(Dataset entries)
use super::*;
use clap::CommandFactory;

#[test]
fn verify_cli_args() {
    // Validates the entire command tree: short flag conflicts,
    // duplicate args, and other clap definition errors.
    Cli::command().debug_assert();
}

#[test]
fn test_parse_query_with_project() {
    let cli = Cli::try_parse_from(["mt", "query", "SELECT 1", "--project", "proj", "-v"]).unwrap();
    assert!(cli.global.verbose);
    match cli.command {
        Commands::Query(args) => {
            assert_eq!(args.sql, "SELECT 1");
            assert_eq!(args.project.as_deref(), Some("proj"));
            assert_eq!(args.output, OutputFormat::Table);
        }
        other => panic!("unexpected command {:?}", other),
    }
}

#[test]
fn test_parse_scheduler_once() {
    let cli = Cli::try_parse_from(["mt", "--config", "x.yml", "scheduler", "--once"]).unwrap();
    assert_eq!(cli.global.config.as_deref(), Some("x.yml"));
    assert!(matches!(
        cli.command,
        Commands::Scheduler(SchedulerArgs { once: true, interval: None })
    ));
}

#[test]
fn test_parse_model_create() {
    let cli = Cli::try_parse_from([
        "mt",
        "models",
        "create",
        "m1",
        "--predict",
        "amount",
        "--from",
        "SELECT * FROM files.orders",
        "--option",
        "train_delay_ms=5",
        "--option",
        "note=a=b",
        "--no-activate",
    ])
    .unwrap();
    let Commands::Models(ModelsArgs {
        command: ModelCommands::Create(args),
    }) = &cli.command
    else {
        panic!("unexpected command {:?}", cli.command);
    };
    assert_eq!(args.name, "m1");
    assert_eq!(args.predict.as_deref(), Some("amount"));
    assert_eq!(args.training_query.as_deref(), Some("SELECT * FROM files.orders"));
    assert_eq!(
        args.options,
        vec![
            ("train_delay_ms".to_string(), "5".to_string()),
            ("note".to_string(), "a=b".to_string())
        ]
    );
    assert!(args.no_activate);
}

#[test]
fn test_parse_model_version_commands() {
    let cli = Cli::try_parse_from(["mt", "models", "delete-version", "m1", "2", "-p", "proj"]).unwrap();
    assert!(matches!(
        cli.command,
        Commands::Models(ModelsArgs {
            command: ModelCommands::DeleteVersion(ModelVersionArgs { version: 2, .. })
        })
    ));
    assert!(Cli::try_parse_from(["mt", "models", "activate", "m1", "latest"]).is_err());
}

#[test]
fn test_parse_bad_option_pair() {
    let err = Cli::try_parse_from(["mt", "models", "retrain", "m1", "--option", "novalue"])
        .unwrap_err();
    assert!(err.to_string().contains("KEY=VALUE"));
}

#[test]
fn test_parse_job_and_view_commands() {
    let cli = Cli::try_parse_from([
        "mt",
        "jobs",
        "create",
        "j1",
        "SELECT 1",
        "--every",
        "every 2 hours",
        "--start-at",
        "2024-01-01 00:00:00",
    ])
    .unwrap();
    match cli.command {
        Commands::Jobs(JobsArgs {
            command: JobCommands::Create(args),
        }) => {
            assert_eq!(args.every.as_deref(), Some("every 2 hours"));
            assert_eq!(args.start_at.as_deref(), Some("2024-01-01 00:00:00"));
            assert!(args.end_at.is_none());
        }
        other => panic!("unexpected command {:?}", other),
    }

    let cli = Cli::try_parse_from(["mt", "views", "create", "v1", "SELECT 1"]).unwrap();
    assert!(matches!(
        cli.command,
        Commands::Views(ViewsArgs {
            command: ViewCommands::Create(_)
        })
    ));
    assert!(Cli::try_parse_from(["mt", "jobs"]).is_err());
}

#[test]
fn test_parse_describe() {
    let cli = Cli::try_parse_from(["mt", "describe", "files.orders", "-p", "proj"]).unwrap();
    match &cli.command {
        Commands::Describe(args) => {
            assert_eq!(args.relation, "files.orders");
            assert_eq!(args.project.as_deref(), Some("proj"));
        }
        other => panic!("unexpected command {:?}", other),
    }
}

* * *

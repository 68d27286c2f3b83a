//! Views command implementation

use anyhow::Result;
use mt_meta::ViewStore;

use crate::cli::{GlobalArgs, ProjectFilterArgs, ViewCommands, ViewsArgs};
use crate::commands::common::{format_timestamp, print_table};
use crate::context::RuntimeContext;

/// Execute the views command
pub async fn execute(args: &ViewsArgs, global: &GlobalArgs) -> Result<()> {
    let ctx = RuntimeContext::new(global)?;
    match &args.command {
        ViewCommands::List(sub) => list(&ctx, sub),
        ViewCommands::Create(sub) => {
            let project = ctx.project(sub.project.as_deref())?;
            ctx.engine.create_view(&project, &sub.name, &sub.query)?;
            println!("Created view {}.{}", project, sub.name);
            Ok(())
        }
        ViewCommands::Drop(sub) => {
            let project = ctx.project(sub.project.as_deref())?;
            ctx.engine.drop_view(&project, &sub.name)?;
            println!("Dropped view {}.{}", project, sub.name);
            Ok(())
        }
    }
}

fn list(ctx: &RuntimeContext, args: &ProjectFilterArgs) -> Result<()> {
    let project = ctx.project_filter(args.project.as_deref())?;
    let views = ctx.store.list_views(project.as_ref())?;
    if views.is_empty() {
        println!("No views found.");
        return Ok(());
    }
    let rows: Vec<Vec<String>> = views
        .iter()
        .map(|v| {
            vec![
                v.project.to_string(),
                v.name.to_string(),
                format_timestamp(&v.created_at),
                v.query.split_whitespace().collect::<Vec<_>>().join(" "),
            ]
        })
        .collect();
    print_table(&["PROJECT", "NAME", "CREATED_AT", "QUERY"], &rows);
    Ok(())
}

■ **Work task**
Tally up the lines of the data above where the string "SELECT" appears, and give only the count.

■ **Task response**
6